→ **What this task involves**
A complete answer includes every line below with the word "derive".
↓
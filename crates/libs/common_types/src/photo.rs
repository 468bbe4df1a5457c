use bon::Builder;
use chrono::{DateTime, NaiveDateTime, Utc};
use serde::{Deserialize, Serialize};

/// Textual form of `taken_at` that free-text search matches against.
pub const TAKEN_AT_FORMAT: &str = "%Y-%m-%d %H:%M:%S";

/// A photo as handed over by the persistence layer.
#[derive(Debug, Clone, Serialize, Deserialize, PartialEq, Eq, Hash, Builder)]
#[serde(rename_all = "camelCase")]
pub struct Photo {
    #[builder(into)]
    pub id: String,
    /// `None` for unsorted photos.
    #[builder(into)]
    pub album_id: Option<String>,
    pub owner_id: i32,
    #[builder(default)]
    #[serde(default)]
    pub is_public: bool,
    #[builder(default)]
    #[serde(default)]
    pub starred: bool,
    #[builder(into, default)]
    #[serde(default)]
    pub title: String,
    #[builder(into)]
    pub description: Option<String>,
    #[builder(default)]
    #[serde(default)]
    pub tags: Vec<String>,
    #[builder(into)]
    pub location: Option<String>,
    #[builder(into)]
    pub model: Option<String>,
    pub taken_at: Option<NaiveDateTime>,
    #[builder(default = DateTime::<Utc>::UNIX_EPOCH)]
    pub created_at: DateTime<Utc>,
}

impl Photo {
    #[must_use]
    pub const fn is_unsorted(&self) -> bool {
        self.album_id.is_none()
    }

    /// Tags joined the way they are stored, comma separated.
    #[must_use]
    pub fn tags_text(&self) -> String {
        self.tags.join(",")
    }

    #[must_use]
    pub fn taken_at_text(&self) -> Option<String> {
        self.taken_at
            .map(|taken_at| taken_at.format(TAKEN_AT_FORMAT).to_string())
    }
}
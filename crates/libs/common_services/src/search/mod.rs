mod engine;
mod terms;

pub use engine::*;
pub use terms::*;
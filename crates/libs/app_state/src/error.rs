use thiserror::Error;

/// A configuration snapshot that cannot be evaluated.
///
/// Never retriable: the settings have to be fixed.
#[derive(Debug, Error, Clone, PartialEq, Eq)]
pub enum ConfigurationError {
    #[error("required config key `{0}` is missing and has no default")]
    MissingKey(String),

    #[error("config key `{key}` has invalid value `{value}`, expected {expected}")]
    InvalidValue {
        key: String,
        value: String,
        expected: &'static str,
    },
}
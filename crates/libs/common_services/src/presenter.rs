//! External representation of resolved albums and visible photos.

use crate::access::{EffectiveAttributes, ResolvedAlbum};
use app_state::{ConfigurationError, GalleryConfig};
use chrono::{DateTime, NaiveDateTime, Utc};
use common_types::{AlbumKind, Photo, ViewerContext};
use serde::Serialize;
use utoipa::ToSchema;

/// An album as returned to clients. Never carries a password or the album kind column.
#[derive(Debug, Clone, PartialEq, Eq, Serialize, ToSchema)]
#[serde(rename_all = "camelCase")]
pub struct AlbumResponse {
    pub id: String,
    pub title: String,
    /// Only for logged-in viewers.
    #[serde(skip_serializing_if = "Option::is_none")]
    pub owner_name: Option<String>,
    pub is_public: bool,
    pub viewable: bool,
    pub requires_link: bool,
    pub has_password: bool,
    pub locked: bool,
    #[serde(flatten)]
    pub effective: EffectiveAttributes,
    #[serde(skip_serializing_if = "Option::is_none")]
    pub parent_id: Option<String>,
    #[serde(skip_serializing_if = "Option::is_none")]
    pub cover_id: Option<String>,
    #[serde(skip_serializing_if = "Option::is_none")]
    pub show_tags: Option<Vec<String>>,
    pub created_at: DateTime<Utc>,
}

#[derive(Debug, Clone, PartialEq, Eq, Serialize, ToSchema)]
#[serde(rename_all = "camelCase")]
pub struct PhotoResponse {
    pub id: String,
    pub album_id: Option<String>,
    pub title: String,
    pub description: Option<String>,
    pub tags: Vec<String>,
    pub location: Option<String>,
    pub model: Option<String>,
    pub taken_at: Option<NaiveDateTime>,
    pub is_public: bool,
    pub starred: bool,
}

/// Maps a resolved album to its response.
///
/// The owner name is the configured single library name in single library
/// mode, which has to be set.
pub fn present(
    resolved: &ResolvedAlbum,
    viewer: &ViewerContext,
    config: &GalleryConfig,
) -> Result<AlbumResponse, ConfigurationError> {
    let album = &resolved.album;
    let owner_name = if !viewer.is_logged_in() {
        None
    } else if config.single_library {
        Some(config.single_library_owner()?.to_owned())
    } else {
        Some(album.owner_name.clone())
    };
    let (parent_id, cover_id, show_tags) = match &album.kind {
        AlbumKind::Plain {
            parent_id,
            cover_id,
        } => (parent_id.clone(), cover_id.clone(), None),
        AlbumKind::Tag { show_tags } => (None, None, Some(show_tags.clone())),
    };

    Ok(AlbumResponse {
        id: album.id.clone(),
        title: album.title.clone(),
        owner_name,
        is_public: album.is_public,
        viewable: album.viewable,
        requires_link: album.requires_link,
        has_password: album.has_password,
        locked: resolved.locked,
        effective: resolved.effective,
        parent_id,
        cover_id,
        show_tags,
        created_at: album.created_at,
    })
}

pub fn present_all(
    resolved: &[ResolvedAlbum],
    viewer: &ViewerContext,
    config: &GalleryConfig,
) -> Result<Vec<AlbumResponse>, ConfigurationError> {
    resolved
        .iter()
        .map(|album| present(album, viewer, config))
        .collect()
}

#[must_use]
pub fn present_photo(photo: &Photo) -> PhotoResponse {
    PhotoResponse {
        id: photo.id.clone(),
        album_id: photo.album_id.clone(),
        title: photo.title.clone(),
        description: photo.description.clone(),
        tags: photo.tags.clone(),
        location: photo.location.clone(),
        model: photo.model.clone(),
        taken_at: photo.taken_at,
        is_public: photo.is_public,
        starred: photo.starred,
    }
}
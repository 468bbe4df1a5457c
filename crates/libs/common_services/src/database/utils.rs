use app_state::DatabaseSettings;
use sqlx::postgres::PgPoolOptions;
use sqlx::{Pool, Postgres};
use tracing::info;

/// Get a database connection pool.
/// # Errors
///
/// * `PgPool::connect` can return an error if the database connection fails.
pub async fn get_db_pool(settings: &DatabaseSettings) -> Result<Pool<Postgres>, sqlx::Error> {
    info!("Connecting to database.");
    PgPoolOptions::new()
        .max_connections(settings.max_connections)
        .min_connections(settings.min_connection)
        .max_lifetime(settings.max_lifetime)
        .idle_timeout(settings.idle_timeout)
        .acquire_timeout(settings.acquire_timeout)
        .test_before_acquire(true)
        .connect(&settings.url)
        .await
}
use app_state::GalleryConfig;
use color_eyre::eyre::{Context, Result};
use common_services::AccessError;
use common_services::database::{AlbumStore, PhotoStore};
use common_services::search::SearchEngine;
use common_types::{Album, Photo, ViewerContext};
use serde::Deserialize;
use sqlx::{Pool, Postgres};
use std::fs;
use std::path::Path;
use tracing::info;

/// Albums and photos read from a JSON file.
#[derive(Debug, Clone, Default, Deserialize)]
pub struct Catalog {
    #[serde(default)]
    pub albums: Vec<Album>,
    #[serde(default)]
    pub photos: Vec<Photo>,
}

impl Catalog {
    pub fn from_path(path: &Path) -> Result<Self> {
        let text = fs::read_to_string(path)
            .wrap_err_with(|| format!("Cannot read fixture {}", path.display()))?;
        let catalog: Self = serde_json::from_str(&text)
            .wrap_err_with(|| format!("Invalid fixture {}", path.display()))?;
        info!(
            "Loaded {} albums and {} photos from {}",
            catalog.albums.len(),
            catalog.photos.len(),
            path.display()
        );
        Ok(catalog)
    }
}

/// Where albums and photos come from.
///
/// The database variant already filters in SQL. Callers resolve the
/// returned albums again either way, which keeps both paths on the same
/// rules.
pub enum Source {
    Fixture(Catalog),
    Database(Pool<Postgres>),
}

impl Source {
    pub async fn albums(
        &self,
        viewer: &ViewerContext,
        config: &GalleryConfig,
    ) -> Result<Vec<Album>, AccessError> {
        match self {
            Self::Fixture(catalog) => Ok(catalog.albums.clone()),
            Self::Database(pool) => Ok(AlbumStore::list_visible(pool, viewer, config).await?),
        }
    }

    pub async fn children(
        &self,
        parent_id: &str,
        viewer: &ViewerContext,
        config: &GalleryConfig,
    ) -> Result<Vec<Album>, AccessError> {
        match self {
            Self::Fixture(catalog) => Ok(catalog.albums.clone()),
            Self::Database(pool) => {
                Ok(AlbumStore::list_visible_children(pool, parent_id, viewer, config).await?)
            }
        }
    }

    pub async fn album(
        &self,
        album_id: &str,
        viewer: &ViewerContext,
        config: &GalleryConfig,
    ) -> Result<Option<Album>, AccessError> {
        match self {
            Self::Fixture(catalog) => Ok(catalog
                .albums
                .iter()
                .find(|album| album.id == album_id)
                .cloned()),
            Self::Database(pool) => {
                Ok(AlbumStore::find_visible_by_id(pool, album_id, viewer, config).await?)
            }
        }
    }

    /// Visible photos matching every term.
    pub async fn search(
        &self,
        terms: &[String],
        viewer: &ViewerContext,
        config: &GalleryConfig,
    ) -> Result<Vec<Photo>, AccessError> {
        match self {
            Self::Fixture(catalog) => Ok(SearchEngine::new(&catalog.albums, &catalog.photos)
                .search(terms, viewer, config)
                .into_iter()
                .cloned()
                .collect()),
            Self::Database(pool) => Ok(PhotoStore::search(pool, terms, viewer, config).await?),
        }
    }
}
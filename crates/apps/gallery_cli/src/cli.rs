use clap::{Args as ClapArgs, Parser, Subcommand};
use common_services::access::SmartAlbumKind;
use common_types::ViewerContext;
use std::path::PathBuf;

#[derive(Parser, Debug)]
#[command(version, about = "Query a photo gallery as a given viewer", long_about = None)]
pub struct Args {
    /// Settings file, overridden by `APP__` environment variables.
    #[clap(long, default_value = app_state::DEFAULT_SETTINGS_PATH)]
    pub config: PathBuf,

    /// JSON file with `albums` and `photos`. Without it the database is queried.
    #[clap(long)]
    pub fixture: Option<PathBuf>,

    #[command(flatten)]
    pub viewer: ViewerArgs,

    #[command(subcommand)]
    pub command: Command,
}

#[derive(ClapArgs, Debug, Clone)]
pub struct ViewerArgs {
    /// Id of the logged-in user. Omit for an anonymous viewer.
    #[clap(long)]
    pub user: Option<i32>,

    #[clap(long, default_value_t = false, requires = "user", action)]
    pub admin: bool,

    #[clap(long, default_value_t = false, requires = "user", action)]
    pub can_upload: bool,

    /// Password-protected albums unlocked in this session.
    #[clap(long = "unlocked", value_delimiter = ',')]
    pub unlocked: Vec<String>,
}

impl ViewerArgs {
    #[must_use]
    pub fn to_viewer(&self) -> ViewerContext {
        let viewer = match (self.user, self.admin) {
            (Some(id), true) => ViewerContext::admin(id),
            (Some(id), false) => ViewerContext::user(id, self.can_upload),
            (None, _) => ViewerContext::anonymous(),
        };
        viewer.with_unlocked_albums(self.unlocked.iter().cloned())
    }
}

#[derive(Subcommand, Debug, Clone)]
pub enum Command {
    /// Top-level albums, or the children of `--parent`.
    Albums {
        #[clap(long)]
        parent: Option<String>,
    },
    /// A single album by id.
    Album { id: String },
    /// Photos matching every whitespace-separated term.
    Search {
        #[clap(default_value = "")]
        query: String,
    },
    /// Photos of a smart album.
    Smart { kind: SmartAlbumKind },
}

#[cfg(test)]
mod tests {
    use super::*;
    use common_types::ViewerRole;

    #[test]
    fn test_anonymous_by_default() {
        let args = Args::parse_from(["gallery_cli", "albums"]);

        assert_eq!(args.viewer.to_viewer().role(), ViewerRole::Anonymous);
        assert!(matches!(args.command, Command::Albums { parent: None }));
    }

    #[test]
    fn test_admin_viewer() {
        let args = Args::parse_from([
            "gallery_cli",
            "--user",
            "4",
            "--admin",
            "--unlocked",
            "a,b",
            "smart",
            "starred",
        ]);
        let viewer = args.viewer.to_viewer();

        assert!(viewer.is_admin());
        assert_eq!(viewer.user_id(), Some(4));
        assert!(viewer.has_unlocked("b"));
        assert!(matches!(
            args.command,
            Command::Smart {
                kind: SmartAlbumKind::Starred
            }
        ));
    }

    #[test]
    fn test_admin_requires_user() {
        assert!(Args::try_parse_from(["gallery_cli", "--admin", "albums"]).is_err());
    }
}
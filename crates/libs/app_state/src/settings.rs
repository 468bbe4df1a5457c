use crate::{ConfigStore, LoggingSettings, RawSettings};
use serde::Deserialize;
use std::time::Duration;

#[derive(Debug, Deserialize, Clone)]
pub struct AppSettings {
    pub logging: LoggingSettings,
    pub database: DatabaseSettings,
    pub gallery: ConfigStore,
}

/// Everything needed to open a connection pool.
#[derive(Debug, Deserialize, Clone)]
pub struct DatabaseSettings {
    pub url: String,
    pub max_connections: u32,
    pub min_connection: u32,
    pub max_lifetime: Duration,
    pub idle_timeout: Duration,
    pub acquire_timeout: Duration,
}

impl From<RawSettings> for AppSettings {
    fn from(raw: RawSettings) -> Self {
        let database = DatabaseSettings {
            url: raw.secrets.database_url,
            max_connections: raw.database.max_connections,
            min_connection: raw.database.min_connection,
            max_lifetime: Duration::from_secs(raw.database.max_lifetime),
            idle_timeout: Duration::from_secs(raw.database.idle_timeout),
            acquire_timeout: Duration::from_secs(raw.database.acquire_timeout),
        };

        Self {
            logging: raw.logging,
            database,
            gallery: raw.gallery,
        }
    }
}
↑
→ **Solution**
#[derive(Debug, Clone, Serialize, Deserialize, PartialEq, Eq, Hash, Builder)]
#[derive(Debug, Error, Clone, PartialEq, Eq)]
#[derive(Debug, Clone, PartialEq, Eq, Serialize, ToSchema)]
#[derive(Debug, Clone, PartialEq, Eq, Serialize, ToSchema)]
#[derive(Debug, Clone, Default, Deserialize)]
#[derive(Parser, Debug)]
#[derive(ClapArgs, Debug, Clone)]
#[derive(Subcommand, Debug, Clone)]
#[derive(Debug, Deserialize, Clone)]
#[derive(Debug, Deserialize, Clone)]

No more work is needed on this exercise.